Paper No. 26-2
Presentation Time: 8:35 AM-8:50 AM
EVIDENCE FOR BURIED CRUST OLDER THAN THE OLDEST OBSERVED SURFACE UNITS ON MARS
FREY, Erin, South River High School, Edgewater, MD 21037, dancer7068@aol.com, FREY, Herbert, Geodynamics Branch, NASA/Goddard Space Flight Ctr, Code 921, Goddard Space Flight Center, Greenbelt, MD 20771, HARTMANN, William K., Planetary Sci Institute, Tucson, AZ 85705, and TANAKA, Kenneth, United States Geol Survey, Flagstaff, AZ 86001

Buried impact basins revealed by MOLA elevation data in both the lowlands and highlands of Mars provide evidence for older subsurface rocks having a significant and recoverable history of cratering. We find similar evidence in the very oldest geologic units on Mars, which suggests that the surface materials in even the most densely cratered areas must be younger than 4.6Gya (or whenever the original crust of Mars formed). The base of the Early Noachian was not definable until now, because it was not known whether a recoverable earlier history did exist on Mars. To address this problem, we searched high-resolution MOLA data for buried craters in Hellas rim material (mapped as unit Nh1), which on the east side of Hellas comprises over 1.2 million square kilometers and is the largest occurrence of Early Noachian material on Mars. We found clear evidence for Quasi-Circular Depressions (QCDs) larger than 25 km diameter that are not visible on Viking imagery and which we believe may be buried impact basins. This is supported not only by their topographic characteristics but also by their cumulative frequency distributions: both visible and hidden QCDs have similar curves that follow -2 power-law slopes on a log-log plot. Contrary to our experience for larger QCDs in Middle Noachian and younger terrains elsewhere on Mars, the cumulative number of hidden QCDs at smaller diameters is less than that for the visible basins. But the contribution of hidden QCDs is significant-the total cumulative population (hidden plus visible) in unit Nh1 is roughly 1.6 times the visible population. This is clear evidence for buried rocks somewhat older than those at the surface.
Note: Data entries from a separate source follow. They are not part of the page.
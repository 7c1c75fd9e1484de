//! Domain models for Cadence

use chrono::{DateTime, NaiveDate, Utc};
use serde::{Deserialize, Serialize};

/// Completion state of a logged unit of work
#[derive(Debug, Clone, Copy, PartialEq, Eq, Serialize, Deserialize, Default)]
#[serde(rename_all = "snake_case")]
pub enum WorkStatus {
    /// Scheduled but not started
    Planned,
    /// Currently being worked on
    #[default]
    InProgress,
    /// Finished
    Completed,
}

impl WorkStatus {
    pub fn as_str(&self) -> &'static str {
        match self {
            Self::Planned => "planned",
            Self::InProgress => "in_progress",
            Self::Completed => "completed",
        }
    }
}

impl std::str::FromStr for WorkStatus {
    type Err = String;

    fn from_str(s: &str) -> std::result::Result<Self, Self::Err> {
        match s.to_lowercase().as_str() {
            "planned" => Ok(Self::Planned),
            "in_progress" | "in-progress" => Ok(Self::InProgress),
            "completed" | "done" => Ok(Self::Completed),
            _ => Err(format!("Unknown work status: {}", s)),
        }
    }
}

impl std::fmt::Display for WorkStatus {
    fn fmt(&self, f: &mut std::fmt::Formatter<'_>) -> std::fmt::Result {
        write!(f, "{}", self.as_str())
    }
}

/// A logged unit of work
#[derive(Debug, Clone, Serialize, Deserialize)]
pub struct WorkRecord {
    pub id: i64,
    /// When the work was logged
    pub logged_at: DateTime<Utc>,
    /// User who logged it
    pub user: String,
    /// Owning department
    pub department: String,
    /// Project this work belongs to, if any
    pub project_id: Option<i64>,
    /// Duration in hours, if tracked
    pub hours: Option<f64>,
    pub status: WorkStatus,
    pub description: String,
    /// Hash for import deduplication (absent for manually logged entries)
    pub import_hash: Option<String>,
    pub created_at: DateTime<Utc>,
}

impl WorkRecord {
    pub fn is_completed(&self) -> bool {
        self.status == WorkStatus::Completed
    }
}

/// A new work record before insertion
#[derive(Debug, Clone)]
pub struct NewWorkRecord {
    pub logged_at: DateTime<Utc>,
    pub user: String,
    pub department: String,
    pub project_id: Option<i64>,
    pub hours: Option<f64>,
    pub status: WorkStatus,
    pub description: String,
    pub import_hash: Option<String>,
}

/// Project lifecycle status
#[derive(Debug, Clone, Copy, PartialEq, Eq, Serialize, Deserialize, Default)]
#[serde(rename_all = "snake_case")]
pub enum ProjectStatus {
    Planning,
    #[default]
    Active,
    OnHold,
    Completed,
    Cancelled,
}

impl ProjectStatus {
    pub fn as_str(&self) -> &'static str {
        match self {
            Self::Planning => "planning",
            Self::Active => "active",
            Self::OnHold => "on_hold",
            Self::Completed => "completed",
            Self::Cancelled => "cancelled",
        }
    }
}

impl std::str::FromStr for ProjectStatus {
    type Err = String;

    fn from_str(s: &str) -> std::result::Result<Self, Self::Err> {
        match s.to_lowercase().as_str() {
            "planning" => Ok(Self::Planning),
            "active" => Ok(Self::Active),
            "on_hold" | "on-hold" | "onhold" => Ok(Self::OnHold),
            "completed" => Ok(Self::Completed),
            "cancelled" | "canceled" => Ok(Self::Cancelled),
            _ => Err(format!("Unknown project status: {}", s)),
        }
    }
}

impl std::fmt::Display for ProjectStatus {
    fn fmt(&self, f: &mut std::fmt::Formatter<'_>) -> std::fmt::Result {
        write!(f, "{}", self.as_str())
    }
}

/// A named initiative work records roll up to
#[derive(Debug, Clone, Serialize, Deserialize)]
pub struct ProjectRecord {
    pub id: i64,
    pub name: String,
    pub status: ProjectStatus,
    pub starts_on: NaiveDate,
    /// Planned end date; open-ended when absent
    pub ends_on: Option<NaiveDate>,
    pub departments: Vec<String>,
    pub members: Vec<String>,
    pub created_at: DateTime<Utc>,
}

/// A new project before insertion
#[derive(Debug, Clone)]
pub struct NewProject {
    pub name: String,
    pub status: ProjectStatus,
    pub starts_on: NaiveDate,
    pub ends_on: Option<NaiveDate>,
    pub departments: Vec<String>,
    pub members: Vec<String>,
}

/// A goal with measurable progress toward a target
#[derive(Debug, Clone, Serialize, Deserialize)]
pub struct ObjectiveRecord {
    pub id: i64,
    pub title: String,
    /// Current progress value, in the same unit as `target`
    pub progress: f64,
    pub target: f64,
    pub owner: Option<String>,
    /// Optional time box; an objective without one is active in every window
    pub period_start: Option<NaiveDate>,
    pub period_end: Option<NaiveDate>,
    pub created_at: DateTime<Utc>,
}

impl ObjectiveRecord {
    /// Progress-to-target ratio, or None when the target is unusable
    pub fn completion_ratio(&self) -> Option<f64> {
        if self.target > 0.0 {
            Some(self.progress / self.target)
        } else {
            None
        }
    }
}

/// A new objective before insertion
#[derive(Debug, Clone)]
pub struct NewObjective {
    pub title: String,
    pub progress: f64,
    pub target: f64,
    pub owner: Option<String>,
    pub period_start: Option<NaiveDate>,
    pub period_end: Option<NaiveDate>,
}

#[cfg(test)]
mod tests {
    use super::*;
    use std::str::FromStr;

    #[test]
    fn test_work_status_round_trip() {
        assert_eq!(WorkStatus::Completed.as_str(), "completed");
        assert_eq!(
            WorkStatus::from_str("in_progress").unwrap(),
            WorkStatus::InProgress
        );
        assert_eq!(WorkStatus::from_str("done").unwrap(), WorkStatus::Completed);
        assert!(WorkStatus::from_str("bogus").is_err());
    }

    #[test]
    fn test_project_status_round_trip() {
        for status in [
            ProjectStatus::Planning,
            ProjectStatus::Active,
            ProjectStatus::OnHold,
            ProjectStatus::Completed,
            ProjectStatus::Cancelled,
        ] {
            assert_eq!(ProjectStatus::from_str(status.as_str()).unwrap(), status);
        }
    }

    #[test]
    fn test_completion_ratio() {
        let objective = ObjectiveRecord {
            id: 1,
            title: "Ship v2".to_string(),
            progress: 30.0,
            target: 100.0,
            owner: None,
            period_start: None,
            period_end: None,
            created_at: Utc::now(),
        };
        assert_eq!(objective.completion_ratio(), Some(0.3));

        let broken = ObjectiveRecord {
            target: 0.0,
            ..objective
        };
        assert_eq!(broken.completion_ratio(), None);
    }
}
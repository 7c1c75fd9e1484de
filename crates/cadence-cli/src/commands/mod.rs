//! CLI command implementations
//!
//! Commands are organized by domain:
//! - `core` - Core commands (init, log) and shared utilities (open_db)
//! - `import` - Timesheet CSV import
//! - `insights` - Insight generation and rendering
//! - `records` - Work record / project / objective management
//! - `serve` - Web server command
//! - `status` - Database status command

pub mod core;
pub mod import;
pub mod insights;
pub mod records;
pub mod serve;
pub mod status;

// Re-export command functions for main.rs
pub use core::*;
pub use import::*;
pub use insights::*;
pub use records::*;
pub use serve::*;
pub use status::*;

/// Truncate a string to a maximum length, adding "..." if truncated
pub fn truncate(s: &str, max: usize) -> String {
    if s.len() <= max {
        s.to_string()
    } else {
        format!("{}...", &s[..max.saturating_sub(3)])
    }
}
Comparison with studies done in several Middle Noachian terrains suggests that the total populations of QCDs (visible and hidden) are nearly the same in both Early and Middle Noachian units, perhaps suggesting a common-age, primordial basement. The total populations may represent either a true crater retention age for basement rocks or a saturation of craters which limits how far back into martian history we can see. We propose to more strictly define the Early Noachian in terms of the ages of the exposed surface rocks, and adopt the informal term "pre-Noachian" for the oldest cratered basement unit which underlies and predates unit Nh1 and other Noachian surface units.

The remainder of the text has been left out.